* **Supplied data**:
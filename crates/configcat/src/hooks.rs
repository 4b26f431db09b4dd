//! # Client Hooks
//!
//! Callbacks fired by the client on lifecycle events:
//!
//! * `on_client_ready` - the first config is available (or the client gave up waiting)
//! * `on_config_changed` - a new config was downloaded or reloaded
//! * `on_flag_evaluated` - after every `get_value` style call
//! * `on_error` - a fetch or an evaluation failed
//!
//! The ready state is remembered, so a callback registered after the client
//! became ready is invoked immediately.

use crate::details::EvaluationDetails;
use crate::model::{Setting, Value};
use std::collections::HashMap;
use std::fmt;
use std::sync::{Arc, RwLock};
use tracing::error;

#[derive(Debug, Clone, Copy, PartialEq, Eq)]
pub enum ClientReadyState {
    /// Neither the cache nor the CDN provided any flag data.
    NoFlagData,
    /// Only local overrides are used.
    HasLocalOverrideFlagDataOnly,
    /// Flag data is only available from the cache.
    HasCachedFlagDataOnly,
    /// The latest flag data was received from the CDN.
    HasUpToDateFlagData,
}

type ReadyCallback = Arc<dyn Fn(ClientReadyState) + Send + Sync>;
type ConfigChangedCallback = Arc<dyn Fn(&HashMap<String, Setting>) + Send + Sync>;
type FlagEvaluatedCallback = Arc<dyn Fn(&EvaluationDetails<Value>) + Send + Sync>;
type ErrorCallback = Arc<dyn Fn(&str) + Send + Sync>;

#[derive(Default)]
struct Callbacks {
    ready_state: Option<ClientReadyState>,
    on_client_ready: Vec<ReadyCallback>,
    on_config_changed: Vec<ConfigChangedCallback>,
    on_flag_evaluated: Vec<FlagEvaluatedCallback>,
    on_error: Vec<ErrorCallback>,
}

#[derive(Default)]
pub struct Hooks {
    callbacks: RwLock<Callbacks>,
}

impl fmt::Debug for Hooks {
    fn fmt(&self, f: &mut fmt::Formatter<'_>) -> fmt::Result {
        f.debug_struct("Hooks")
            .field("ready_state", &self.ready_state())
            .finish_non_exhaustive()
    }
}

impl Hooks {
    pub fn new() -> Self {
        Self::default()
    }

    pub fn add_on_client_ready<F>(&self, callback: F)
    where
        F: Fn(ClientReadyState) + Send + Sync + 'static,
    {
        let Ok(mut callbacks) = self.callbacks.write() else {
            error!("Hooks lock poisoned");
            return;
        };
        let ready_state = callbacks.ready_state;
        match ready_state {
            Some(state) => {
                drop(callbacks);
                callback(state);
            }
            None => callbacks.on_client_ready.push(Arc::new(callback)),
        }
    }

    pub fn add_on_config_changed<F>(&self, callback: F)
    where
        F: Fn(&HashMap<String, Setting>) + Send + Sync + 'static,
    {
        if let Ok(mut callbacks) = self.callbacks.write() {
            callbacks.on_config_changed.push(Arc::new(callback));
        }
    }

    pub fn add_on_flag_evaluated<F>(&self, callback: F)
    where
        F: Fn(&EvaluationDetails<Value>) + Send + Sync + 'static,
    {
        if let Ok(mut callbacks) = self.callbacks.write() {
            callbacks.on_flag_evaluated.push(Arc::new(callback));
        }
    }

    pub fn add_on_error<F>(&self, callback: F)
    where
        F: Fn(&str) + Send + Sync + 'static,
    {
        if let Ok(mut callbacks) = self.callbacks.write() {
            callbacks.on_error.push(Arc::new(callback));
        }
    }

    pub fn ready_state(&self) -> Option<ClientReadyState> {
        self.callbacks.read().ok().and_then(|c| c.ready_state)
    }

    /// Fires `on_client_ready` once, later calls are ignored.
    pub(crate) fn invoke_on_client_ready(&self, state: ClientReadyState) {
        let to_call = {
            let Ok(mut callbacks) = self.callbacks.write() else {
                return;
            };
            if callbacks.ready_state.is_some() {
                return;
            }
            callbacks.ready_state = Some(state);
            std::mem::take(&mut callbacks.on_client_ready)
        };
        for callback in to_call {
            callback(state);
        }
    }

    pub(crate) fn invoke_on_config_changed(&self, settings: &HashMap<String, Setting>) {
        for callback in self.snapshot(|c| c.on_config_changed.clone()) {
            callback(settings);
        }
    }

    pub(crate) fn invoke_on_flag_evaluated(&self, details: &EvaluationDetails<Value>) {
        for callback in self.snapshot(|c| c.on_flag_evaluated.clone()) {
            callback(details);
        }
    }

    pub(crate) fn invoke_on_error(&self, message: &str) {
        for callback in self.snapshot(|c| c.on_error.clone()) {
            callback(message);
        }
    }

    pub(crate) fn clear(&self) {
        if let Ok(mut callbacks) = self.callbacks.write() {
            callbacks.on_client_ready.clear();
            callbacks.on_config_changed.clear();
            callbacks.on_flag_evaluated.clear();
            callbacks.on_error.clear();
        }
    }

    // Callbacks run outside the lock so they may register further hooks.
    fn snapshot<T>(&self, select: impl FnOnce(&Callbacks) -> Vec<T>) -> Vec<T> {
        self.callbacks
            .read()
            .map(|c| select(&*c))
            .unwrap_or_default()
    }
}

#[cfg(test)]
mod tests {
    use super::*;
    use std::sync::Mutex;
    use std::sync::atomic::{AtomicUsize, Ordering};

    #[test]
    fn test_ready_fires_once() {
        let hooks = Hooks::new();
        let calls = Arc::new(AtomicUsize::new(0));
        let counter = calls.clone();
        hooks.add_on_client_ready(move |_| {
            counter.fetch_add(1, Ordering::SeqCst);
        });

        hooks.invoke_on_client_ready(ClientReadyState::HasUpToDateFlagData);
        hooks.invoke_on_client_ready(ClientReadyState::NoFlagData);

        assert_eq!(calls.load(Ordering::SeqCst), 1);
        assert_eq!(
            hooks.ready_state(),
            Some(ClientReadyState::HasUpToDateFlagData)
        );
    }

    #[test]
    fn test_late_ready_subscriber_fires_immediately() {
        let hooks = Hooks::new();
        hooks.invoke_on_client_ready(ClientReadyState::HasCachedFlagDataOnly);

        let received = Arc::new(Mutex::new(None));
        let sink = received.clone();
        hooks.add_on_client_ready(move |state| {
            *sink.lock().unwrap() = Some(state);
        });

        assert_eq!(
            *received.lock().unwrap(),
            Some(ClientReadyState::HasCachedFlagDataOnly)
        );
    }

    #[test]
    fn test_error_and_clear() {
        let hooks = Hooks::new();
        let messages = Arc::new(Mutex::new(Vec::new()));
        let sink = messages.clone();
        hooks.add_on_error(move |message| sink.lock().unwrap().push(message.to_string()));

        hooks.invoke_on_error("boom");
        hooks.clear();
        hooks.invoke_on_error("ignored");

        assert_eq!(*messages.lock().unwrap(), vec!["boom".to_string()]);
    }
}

* **Requirement**: For this exercise, output the records in full, exactly.

* **Task solution**:
filename crates/configcat/src/hooks.rs
repository 4b26f431db09b4dd
//! # Client Hooks
//!
//! Callbacks fired by the client on lifecycle events:
//!
//! * `on_client_ready` - the first config is available (or the client gave up waiting)
//! * `on_config_changed` - a new config was downloaded or reloaded
//! * `on_flag_evaluated` - after every `get_value` style call
//! * `on_error` - a fetch or an evaluation failed
//!
//! The ready state is remembered, so a callback registered after the client
//! became ready is invoked immediately.

use crate::details::EvaluationDetails;
use crate::model::{Setting, Value};
use std::collections::HashMap;
use std::fmt;
use std::sync::{Arc, RwLock};
use tracing::error;

#[derive(Debug, Clone, Copy, PartialEq, Eq)]
pub enum ClientReadyState {
    /// Neither the cache nor the CDN provided any flag data.
    NoFlagData,
    /// Only local overrides are used.
    HasLocalOverrideFlagDataOnly,
    /// Flag data is only available from the cache.
    HasCachedFlagDataOnly,
    /// The latest flag data was received from the CDN.
    HasUpToDateFlagData,
}

type ReadyCallback = Arc<dyn Fn(ClientReadyState) + Send + Sync>;
type ConfigChangedCallback = Arc<dyn Fn(&HashMap<String, Setting>) + Send + Sync>;
type FlagEvaluatedCallback = Arc<dyn Fn(&EvaluationDetails<Value>) + Send + Sync>;
type ErrorCallback = Arc<dyn Fn(&str) + Send + Sync>;

#[derive(Default)]
struct Callbacks {
    ready_state: Option<ClientReadyState>,
    on_client_ready: Vec<ReadyCallback>,
    on_config_changed: Vec<ConfigChangedCallback>,
    on_flag_evaluated: Vec<FlagEvaluatedCallback>,
    on_error: Vec<ErrorCallback>,
}

#[derive(Default)]
pub struct Hooks {
    callbacks: RwLock<Callbacks>,
}

impl fmt::Debug for Hooks {
    fn fmt(&self, f: &mut fmt::Formatter<'_>) -> fmt::Result {
        f.debug_struct("Hooks")
            .field("ready_state", &self.ready_state())
            .finish_non_exhaustive()
    }
}

impl Hooks {
    pub fn new() -> Self {
        Self::default()
    }

    pub fn add_on_client_ready<F>(&self, callback: F)
    where
        F: Fn(ClientReadyState) + Send + Sync + 'static,
    {
        let Ok(mut callbacks) = self.callbacks.write() else {
            error!("Hooks lock poisoned");
            return;
        };
        let ready_state = callbacks.ready_state;
        match ready_state {
            Some(state) => {
                drop(callbacks);
                callback(state);
            }
            None => callbacks.on_client_ready.push(Arc::new(callback)),
        }
    }

    pub fn add_on_config_changed<F>(&self, callback: F)
    where
        F: Fn(&HashMap<String, Setting>) + Send + Sync + 'static,
    {
        if let Ok(mut callbacks) = self.callbacks.write() {
            callbacks.on_config_changed.push(Arc::new(callback));
        }
    }

    pub fn add_on_flag_evaluated<F>(&self, callback: F)
    where
        F: Fn(&EvaluationDetails<Value>) + Send + Sync + 'static,
    {
        if let Ok(mut callbacks) = self.callbacks.write() {
            callbacks.on_flag_evaluated.push(Arc::new(callback));
        }
    }

    pub fn add_on_error<F>(&self, callback: F)
    where
        F: Fn(&str) + Send + Sync + 'static,
    {
        if let Ok(mut callbacks) = self.callbacks.write() {
            callbacks.on_error.push(Arc::new(callback));
        }
    }

    pub fn ready_state(&self) -> Option<ClientReadyState> {
        self.callbacks.read().ok().and_then(|c| c.ready_state)
    }

    /// Fires `on_client_ready` once, later calls are ignored.
    pub(crate) fn invoke_on_client_ready(&self, state: ClientReadyState) {
        let to_call = {
            let Ok(mut callbacks) = self.callbacks.write() else {
                return;
            };
            if callbacks.ready_state.is_some() {
                return;
            }
            callbacks.ready_state = Some(state);
            std::mem::take(&mut callbacks.on_client_ready)
        };
        for callback in to_call {
            callback(state);
        }
    }

    pub(crate) fn invoke_on_config_changed(&self, settings: &HashMap<String, Setting>) {
        for callback in self.snapshot(|c| c.on_config_changed.clone()) {
            callback(settings);
        }
    }

    pub(crate) fn invoke_on_flag_evaluated(&self, details: &EvaluationDetails<Value>) {
        for callback in self.snapshot(|c| c.on_flag_evaluated.clone()) {
            callback(details);
        }
    }

    pub(crate) fn invoke_on_error(&self, message: &str) {
        for callback in self.snapshot(|c| c.on_error.clone()) {
            callback(message);
        }
    }

    pub(crate) fn clear(&self) {
        if let Ok(mut callbacks) = self.callbacks.write() {
            callbacks.on_client_ready.clear();
            callbacks.on_config_changed.clear();
            callbacks.on_flag_evaluated.clear();
            callbacks.on_error.clear();
        }
    }

    // Callbacks run outside the lock so they may register further hooks.
    fn snapshot<T>(&self, select: impl FnOnce(&Callbacks) -> Vec<T>) -> Vec<T> {
        self.callbacks
            .read()
            .map(|c| select(&*c))
            .unwrap_or_default()
    }
}

#[cfg(test)]
mod tests {
    use super::*;
    use std::sync::Mutex;
    use std::sync::atomic::{AtomicUsize, Ordering};

    #[test]
    fn test_ready_fires_once() {
        let hooks = Hooks::new();
        let calls = Arc::new(AtomicUsize::new(0));
        let counter = calls.clone();
        hooks.add_on_client_ready(move |_| {
            counter.fetch_add(1, Ordering::SeqCst);
        });

        hooks.invoke_on_client_ready(ClientReadyState::HasUpToDateFlagData);
        hooks.invoke_on_client_ready(ClientReadyState::NoFlagData);

        assert_eq!(calls.load(Ordering::SeqCst), 1);
        assert_eq!(
            hooks.ready_state(),
            Some(ClientReadyState::HasUpToDateFlagData)
        );
    }

    #[test]
    fn test_late_ready_subscriber_fires_immediately() {
        let hooks = Hooks::new();
        hooks.invoke_on_client_ready(ClientReadyState::HasCachedFlagDataOnly);

        let received = Arc::new(Mutex::new(None));
        let sink = received.clone();
        hooks.add_on_client_ready(move |state| {
            *sink.lock().unwrap() = Some(state);
        });

        assert_eq!(
            *received.lock().unwrap(),
            Some(ClientReadyState::HasCachedFlagDataOnly)
        );
    }

    #[test]
    fn test_error_and_clear() {
        let hooks = Hooks::new();
        let messages = Arc::new(Mutex::new(Vec::new()));
        let sink = messages.clone();
        hooks.add_on_error(move |message| sink.lock().unwrap().push(message.to_string()));

        hooks.invoke_on_error("boom");
        hooks.clear();
        hooks.invoke_on_error("ignored");

        assert_eq!(*messages.lock().unwrap(), vec!["boom".to_string()]);
    }
}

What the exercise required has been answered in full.